Data for processing START

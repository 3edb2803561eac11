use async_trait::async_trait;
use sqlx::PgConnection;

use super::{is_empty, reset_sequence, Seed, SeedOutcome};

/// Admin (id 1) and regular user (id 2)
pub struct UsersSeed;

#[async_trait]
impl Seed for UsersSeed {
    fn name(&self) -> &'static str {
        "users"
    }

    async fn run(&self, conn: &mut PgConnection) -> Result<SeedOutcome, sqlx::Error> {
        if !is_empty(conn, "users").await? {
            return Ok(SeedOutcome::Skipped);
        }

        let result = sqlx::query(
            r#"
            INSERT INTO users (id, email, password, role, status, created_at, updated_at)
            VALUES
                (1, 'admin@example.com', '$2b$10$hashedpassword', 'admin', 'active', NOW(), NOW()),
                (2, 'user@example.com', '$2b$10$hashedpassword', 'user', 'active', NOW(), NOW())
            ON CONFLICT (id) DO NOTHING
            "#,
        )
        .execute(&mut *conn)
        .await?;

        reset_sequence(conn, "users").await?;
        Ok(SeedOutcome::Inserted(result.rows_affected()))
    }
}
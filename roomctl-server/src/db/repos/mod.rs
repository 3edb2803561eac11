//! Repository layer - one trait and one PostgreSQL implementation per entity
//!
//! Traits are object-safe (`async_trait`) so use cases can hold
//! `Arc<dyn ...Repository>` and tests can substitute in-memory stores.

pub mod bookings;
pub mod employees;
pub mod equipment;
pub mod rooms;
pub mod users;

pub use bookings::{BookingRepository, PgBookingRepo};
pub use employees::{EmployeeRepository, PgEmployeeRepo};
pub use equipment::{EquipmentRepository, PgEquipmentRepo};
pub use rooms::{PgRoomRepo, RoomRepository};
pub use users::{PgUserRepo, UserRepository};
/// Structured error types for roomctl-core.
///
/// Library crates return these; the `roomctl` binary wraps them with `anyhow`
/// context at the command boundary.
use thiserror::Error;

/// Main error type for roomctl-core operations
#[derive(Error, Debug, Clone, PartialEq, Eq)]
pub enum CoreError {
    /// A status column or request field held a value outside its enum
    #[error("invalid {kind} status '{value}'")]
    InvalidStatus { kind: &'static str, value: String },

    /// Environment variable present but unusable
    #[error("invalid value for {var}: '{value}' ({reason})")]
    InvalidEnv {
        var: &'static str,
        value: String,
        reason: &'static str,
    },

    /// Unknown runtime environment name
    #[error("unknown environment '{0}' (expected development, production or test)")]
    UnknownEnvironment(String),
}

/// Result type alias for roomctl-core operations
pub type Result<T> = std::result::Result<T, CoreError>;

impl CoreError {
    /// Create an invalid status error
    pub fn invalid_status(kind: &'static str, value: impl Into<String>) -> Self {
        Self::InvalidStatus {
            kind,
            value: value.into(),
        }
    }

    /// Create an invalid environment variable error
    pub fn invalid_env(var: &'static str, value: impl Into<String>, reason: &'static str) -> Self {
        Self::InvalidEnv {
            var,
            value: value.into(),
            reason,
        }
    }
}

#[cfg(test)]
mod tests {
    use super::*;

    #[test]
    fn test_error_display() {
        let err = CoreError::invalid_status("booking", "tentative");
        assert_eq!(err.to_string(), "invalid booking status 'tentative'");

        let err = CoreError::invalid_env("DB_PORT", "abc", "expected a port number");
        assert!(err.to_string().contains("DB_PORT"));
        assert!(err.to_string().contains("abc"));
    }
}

Data for processing END
Data for processing START

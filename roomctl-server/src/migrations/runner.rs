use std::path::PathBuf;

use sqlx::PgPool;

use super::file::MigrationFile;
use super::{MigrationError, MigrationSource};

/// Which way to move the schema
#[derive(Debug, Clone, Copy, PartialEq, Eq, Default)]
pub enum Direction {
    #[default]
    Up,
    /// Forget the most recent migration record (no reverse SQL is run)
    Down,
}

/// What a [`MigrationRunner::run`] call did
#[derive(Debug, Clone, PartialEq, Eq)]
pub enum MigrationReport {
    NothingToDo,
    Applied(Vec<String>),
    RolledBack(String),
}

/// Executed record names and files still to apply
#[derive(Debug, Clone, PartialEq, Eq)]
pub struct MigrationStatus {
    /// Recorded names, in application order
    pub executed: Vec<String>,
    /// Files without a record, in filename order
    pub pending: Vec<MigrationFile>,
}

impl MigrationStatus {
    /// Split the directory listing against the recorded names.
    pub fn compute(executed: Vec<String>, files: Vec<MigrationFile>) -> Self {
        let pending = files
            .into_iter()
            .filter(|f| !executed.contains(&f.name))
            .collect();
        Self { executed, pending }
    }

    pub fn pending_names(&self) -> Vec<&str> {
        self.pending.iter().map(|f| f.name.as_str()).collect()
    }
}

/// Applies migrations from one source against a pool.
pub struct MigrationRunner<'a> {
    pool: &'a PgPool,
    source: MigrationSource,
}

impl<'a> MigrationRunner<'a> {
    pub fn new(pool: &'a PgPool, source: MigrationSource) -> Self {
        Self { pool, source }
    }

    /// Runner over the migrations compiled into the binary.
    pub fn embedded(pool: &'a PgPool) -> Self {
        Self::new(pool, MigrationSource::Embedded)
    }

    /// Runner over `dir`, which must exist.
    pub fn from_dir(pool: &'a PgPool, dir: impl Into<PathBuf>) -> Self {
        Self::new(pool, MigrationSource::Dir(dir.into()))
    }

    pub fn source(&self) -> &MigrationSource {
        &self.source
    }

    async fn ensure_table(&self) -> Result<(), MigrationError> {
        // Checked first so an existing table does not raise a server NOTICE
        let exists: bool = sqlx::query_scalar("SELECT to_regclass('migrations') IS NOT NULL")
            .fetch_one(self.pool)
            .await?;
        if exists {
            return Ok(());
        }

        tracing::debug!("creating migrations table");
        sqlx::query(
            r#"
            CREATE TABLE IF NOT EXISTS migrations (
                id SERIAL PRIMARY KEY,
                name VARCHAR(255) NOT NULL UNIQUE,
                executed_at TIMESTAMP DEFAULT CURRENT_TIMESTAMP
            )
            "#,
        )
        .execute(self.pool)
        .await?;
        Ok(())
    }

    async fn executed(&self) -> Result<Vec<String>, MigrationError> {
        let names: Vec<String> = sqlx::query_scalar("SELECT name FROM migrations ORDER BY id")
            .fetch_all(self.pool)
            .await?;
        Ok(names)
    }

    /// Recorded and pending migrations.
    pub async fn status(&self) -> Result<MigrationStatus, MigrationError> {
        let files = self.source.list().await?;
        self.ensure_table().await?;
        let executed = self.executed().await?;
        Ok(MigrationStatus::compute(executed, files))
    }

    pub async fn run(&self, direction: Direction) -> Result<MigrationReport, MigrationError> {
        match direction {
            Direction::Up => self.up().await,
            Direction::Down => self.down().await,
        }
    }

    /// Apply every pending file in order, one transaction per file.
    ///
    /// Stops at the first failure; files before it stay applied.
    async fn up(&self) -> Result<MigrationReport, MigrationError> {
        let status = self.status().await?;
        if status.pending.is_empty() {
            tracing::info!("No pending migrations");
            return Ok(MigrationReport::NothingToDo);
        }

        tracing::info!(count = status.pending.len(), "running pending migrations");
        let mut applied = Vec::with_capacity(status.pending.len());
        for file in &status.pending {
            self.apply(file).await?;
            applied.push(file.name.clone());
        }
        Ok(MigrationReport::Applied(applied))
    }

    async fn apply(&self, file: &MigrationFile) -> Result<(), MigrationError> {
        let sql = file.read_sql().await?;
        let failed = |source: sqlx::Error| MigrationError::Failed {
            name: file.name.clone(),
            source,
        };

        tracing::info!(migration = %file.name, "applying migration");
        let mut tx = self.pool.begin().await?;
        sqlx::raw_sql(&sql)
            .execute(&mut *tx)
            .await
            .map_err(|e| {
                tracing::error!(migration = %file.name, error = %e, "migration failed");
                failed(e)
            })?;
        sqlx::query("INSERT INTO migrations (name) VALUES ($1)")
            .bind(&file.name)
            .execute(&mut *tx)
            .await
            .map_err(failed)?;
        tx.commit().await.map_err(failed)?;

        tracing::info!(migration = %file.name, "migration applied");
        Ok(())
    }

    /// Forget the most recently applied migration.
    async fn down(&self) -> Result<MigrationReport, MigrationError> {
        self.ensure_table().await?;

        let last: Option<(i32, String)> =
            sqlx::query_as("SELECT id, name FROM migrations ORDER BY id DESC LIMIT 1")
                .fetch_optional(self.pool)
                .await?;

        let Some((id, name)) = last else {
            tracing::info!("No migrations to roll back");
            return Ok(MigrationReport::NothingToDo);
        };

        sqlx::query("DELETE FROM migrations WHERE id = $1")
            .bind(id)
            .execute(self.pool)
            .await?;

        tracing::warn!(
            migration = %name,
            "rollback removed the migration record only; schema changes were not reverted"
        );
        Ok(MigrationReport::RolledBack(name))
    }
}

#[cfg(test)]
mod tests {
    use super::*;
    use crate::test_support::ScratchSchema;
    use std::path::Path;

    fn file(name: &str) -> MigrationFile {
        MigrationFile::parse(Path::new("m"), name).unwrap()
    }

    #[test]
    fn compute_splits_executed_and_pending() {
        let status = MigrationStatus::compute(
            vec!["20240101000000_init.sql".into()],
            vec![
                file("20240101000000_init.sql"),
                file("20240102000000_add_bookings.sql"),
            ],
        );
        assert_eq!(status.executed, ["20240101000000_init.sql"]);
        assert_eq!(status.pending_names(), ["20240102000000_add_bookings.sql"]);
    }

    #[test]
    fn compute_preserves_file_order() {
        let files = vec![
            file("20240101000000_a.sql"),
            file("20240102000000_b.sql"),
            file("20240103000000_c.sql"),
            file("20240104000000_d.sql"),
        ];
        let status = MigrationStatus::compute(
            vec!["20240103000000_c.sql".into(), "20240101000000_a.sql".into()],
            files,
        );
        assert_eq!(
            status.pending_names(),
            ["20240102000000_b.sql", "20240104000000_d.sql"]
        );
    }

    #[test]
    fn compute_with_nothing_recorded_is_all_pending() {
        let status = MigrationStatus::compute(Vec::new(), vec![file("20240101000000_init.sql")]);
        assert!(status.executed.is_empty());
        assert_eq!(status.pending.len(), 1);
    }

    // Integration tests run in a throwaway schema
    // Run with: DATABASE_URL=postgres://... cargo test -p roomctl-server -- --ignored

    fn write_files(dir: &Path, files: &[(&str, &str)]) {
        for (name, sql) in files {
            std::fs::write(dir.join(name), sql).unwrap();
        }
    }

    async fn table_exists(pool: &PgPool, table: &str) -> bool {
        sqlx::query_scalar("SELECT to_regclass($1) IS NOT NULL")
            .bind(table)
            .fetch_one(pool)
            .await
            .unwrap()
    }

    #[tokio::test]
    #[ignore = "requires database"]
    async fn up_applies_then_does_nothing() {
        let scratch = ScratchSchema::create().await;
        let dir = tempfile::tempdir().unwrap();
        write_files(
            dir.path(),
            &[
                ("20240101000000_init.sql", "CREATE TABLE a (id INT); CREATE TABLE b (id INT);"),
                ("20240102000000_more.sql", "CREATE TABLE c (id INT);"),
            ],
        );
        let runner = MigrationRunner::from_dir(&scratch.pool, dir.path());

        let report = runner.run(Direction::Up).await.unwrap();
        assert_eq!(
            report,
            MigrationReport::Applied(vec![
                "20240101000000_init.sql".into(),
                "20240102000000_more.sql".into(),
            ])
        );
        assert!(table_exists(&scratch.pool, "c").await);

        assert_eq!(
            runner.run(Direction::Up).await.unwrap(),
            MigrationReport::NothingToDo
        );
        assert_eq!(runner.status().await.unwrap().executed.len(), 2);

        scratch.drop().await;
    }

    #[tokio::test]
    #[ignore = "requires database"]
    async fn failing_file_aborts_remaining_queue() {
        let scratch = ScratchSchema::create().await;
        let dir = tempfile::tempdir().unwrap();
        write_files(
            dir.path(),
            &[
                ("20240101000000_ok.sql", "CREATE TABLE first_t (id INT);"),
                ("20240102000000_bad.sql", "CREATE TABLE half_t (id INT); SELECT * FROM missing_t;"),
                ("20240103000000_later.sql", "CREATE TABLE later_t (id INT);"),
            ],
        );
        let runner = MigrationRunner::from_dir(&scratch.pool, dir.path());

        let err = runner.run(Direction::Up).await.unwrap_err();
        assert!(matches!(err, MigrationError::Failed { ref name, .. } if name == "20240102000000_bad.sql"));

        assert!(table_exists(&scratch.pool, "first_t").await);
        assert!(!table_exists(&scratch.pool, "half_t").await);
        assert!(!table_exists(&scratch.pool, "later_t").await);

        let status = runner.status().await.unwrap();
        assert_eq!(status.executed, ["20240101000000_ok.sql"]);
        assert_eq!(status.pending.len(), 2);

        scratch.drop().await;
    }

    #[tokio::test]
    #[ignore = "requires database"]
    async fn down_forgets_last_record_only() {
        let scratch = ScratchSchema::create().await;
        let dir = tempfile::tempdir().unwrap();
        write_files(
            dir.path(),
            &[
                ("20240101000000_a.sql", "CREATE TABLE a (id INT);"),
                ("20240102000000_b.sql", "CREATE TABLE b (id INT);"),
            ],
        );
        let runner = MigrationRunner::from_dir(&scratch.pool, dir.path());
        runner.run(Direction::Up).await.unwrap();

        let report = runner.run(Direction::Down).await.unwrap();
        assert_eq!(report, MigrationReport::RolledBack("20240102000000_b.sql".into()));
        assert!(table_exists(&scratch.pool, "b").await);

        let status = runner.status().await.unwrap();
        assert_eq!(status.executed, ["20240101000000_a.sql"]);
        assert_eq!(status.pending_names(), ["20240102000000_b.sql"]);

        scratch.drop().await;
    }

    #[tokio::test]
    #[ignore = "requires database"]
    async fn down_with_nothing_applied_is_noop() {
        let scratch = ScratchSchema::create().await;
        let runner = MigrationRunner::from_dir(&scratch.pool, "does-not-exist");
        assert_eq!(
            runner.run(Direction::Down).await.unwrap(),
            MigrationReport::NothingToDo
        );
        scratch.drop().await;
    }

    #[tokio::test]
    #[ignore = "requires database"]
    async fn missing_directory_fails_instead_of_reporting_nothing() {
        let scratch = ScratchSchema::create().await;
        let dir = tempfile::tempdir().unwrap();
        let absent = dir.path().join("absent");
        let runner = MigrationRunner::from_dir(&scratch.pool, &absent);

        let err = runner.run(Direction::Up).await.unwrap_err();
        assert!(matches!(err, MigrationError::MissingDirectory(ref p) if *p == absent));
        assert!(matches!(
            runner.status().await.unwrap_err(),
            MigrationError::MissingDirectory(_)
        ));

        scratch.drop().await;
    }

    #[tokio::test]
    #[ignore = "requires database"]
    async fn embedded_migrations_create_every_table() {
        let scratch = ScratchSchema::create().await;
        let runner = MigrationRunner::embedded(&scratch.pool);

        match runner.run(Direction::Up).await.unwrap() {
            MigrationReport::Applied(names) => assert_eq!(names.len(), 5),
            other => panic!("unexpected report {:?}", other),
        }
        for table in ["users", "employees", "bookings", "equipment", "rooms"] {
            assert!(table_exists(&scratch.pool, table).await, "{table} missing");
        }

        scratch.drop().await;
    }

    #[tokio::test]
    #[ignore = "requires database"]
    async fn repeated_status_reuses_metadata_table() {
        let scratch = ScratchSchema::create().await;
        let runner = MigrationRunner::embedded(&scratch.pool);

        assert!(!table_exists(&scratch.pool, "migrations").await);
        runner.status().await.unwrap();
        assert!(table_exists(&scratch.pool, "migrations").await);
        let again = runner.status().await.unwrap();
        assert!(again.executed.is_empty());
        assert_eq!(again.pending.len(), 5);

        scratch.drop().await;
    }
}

Data for processing END

Work task -
Return a word-for-word copy of the lines above from the one holding "pub mod rooms;" through the one holding "Library crates return", with both of them included and nothing besides.

Worked solution -
pub mod rooms;
pub mod users;

pub use bookings::{BookingRepository, PgBookingRepo};
pub use employees::{EmployeeRepository, PgEmployeeRepo};
pub use equipment::{EquipmentRepository, PgEquipmentRepo};
pub use rooms::{PgRoomRepo, RoomRepository};
pub use users::{PgUserRepo, UserRepository};
/// Structured error types for roomctl-core.
///
/// Library crates return these; the `roomctl` binary wraps them with `anyhow`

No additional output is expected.